◆ Saved entries
____________________
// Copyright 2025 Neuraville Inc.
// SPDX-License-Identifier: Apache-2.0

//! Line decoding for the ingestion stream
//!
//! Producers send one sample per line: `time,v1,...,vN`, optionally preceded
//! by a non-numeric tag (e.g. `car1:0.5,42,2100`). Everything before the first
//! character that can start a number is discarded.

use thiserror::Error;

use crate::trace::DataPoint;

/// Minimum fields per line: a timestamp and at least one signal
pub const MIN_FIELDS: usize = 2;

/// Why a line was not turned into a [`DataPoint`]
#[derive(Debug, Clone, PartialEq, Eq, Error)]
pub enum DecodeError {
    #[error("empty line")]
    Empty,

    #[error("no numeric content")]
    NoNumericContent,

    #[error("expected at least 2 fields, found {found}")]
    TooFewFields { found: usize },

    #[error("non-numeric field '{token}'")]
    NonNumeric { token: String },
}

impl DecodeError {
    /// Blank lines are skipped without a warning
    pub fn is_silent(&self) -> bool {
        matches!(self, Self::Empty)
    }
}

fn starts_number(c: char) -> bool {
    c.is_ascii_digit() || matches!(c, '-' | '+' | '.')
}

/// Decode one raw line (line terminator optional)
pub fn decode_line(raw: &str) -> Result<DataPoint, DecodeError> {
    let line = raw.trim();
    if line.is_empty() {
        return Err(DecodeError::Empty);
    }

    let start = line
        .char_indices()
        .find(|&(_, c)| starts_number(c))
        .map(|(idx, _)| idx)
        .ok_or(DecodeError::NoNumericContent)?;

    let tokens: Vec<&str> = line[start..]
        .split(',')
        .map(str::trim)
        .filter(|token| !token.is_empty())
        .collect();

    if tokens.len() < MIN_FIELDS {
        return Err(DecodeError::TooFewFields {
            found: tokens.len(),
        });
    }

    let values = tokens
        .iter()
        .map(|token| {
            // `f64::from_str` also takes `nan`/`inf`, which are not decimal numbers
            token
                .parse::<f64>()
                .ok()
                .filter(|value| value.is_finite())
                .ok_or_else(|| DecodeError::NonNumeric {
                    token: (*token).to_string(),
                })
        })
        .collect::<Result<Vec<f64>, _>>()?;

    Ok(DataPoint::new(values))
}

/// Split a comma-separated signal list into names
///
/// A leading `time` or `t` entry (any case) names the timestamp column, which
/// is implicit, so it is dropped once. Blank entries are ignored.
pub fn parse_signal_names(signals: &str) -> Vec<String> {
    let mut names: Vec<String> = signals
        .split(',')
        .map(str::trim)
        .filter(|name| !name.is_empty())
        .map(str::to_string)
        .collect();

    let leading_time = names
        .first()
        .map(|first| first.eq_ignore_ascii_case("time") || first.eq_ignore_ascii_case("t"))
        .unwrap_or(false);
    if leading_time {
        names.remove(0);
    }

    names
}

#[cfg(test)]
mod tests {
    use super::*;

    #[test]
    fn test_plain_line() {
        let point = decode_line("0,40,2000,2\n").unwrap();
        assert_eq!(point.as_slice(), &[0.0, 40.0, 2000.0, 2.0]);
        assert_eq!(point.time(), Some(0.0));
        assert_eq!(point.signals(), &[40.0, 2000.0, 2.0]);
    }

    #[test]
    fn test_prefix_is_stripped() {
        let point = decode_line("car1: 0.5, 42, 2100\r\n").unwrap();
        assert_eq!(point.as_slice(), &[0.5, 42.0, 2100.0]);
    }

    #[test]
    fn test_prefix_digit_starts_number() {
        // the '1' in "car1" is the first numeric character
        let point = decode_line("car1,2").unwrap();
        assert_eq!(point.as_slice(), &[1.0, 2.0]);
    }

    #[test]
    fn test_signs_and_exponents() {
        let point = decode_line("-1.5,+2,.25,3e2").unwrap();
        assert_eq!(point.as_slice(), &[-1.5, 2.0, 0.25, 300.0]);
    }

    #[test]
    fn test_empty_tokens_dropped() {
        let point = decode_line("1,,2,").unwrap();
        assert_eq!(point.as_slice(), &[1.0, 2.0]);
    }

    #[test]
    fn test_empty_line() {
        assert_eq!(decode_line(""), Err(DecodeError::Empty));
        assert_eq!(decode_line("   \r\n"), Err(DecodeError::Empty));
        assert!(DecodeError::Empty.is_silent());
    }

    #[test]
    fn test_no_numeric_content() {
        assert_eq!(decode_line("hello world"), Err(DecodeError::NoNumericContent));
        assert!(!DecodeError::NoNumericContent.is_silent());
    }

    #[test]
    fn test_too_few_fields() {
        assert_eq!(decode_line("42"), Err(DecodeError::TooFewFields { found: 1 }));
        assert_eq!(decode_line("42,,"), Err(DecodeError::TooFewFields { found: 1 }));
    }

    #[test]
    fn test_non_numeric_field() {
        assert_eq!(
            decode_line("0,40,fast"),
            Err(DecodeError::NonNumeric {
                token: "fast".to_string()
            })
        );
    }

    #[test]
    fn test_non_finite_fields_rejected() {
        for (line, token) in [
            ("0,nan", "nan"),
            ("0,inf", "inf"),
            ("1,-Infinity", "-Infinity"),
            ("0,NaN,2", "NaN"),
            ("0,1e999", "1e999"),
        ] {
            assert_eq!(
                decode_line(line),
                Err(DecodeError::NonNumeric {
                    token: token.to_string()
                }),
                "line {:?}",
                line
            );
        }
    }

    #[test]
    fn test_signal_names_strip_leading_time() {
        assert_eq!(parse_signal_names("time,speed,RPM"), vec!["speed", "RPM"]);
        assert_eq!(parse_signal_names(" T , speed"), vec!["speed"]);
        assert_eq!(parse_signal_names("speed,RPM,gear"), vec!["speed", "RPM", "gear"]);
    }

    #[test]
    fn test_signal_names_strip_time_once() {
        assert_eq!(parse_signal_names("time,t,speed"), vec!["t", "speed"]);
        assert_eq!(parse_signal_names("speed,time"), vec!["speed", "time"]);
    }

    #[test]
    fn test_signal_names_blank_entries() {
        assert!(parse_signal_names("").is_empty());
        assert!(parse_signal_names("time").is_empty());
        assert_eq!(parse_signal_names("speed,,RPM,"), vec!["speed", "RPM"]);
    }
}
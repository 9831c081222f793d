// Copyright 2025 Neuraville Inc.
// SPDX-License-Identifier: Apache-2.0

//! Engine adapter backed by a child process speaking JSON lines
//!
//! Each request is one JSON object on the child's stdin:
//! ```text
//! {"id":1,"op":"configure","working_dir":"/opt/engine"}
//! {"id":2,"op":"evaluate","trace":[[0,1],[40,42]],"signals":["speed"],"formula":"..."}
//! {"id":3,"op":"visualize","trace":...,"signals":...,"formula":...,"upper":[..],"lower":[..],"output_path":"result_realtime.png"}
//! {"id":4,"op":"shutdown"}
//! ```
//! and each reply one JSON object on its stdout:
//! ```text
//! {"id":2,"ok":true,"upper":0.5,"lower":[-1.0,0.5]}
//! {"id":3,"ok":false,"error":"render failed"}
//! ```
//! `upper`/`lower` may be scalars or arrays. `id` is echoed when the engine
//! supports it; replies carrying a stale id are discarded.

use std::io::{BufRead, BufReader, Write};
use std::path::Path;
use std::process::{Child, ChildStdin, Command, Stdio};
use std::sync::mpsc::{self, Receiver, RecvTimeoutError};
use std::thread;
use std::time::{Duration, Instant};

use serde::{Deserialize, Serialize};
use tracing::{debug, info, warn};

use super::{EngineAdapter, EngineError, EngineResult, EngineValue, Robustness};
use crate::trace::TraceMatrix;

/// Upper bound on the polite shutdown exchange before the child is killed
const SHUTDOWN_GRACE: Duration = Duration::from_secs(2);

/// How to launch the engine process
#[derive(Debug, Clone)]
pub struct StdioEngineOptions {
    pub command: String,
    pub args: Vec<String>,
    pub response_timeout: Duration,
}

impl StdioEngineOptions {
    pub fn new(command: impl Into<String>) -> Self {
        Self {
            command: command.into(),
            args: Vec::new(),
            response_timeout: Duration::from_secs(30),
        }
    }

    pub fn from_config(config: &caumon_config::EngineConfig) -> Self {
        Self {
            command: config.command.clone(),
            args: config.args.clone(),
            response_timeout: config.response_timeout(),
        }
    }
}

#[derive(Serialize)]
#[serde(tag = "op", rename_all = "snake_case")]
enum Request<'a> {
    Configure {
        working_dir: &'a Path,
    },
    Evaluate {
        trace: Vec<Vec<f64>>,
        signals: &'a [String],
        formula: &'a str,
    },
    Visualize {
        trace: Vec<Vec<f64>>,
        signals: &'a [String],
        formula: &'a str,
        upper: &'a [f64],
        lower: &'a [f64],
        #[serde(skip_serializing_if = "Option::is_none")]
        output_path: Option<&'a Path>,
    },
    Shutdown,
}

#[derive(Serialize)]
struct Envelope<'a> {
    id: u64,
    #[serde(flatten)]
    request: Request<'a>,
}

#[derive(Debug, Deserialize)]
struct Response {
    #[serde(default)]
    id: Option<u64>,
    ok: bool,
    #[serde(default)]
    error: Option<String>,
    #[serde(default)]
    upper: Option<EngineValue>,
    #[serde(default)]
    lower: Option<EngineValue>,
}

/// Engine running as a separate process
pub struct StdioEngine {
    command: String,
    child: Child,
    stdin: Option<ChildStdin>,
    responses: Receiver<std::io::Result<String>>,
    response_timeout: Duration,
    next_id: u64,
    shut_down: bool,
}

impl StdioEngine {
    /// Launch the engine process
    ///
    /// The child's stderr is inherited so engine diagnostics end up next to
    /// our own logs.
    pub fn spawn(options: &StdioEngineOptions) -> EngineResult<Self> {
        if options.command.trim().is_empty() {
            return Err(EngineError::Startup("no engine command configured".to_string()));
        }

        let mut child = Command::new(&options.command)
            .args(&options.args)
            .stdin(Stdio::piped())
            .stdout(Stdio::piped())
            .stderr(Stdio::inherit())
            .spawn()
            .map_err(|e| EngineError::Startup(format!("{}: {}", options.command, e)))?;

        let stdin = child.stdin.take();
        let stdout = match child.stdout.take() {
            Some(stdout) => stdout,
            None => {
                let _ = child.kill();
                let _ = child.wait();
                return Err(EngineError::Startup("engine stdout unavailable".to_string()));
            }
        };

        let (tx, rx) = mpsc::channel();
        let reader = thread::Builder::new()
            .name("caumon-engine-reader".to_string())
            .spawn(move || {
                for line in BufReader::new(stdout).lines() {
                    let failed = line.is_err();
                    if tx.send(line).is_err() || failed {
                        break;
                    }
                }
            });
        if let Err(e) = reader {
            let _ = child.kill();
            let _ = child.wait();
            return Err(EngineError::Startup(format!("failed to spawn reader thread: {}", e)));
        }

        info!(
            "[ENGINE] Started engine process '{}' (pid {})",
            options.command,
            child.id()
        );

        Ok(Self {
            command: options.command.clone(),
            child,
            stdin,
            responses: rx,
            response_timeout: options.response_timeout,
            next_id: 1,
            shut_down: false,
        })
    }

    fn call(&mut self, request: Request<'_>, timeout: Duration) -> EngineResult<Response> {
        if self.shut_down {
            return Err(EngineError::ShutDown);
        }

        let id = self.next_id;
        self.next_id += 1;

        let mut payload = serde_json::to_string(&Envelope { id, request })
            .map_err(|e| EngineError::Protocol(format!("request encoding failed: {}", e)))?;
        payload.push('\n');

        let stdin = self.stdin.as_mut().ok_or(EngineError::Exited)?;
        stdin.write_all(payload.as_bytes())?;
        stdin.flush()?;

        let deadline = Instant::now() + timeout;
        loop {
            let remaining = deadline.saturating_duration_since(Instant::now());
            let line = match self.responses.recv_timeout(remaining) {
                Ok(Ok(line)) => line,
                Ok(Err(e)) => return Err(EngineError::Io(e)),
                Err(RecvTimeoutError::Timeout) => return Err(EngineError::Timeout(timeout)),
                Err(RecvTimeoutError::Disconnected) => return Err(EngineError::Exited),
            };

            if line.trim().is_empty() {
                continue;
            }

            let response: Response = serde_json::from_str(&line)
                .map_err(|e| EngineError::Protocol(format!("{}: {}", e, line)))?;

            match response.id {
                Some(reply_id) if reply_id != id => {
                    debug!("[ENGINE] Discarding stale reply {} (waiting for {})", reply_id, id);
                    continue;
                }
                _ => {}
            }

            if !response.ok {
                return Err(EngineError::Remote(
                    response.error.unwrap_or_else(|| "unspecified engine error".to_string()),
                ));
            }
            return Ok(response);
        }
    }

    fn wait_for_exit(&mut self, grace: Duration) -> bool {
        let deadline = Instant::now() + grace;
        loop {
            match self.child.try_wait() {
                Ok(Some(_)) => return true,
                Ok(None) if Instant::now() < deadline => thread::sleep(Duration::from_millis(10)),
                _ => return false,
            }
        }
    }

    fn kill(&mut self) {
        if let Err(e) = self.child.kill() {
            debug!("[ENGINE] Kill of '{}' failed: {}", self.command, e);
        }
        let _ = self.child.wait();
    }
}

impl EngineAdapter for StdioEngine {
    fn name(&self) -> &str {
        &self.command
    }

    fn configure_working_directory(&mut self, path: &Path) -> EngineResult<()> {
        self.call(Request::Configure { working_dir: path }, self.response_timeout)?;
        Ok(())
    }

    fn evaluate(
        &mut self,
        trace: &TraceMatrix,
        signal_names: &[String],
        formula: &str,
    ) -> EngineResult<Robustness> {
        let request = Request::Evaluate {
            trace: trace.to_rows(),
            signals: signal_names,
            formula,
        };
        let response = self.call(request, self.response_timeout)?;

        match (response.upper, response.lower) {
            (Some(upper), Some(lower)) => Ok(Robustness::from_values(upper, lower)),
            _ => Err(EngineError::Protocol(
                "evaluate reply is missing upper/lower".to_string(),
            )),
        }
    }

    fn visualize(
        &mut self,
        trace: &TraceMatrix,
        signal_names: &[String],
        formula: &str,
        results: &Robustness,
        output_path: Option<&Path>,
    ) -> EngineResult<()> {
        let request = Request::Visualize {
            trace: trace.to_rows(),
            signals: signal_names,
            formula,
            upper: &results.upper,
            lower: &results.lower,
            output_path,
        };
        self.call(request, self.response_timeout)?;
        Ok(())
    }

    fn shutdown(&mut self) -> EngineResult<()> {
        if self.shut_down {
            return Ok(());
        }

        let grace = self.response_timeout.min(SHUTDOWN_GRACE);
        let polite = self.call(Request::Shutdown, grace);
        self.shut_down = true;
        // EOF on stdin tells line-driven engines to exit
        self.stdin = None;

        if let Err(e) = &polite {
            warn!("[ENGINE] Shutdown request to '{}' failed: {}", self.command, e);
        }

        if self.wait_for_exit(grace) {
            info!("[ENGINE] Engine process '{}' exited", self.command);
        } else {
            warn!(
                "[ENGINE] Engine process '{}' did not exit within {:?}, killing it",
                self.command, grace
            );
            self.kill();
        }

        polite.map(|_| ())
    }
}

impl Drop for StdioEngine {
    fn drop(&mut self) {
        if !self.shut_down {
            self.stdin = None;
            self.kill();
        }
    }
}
____________________
◆ Problem
Count lines above with the word "info". Give the number only.

◆ Completed task
3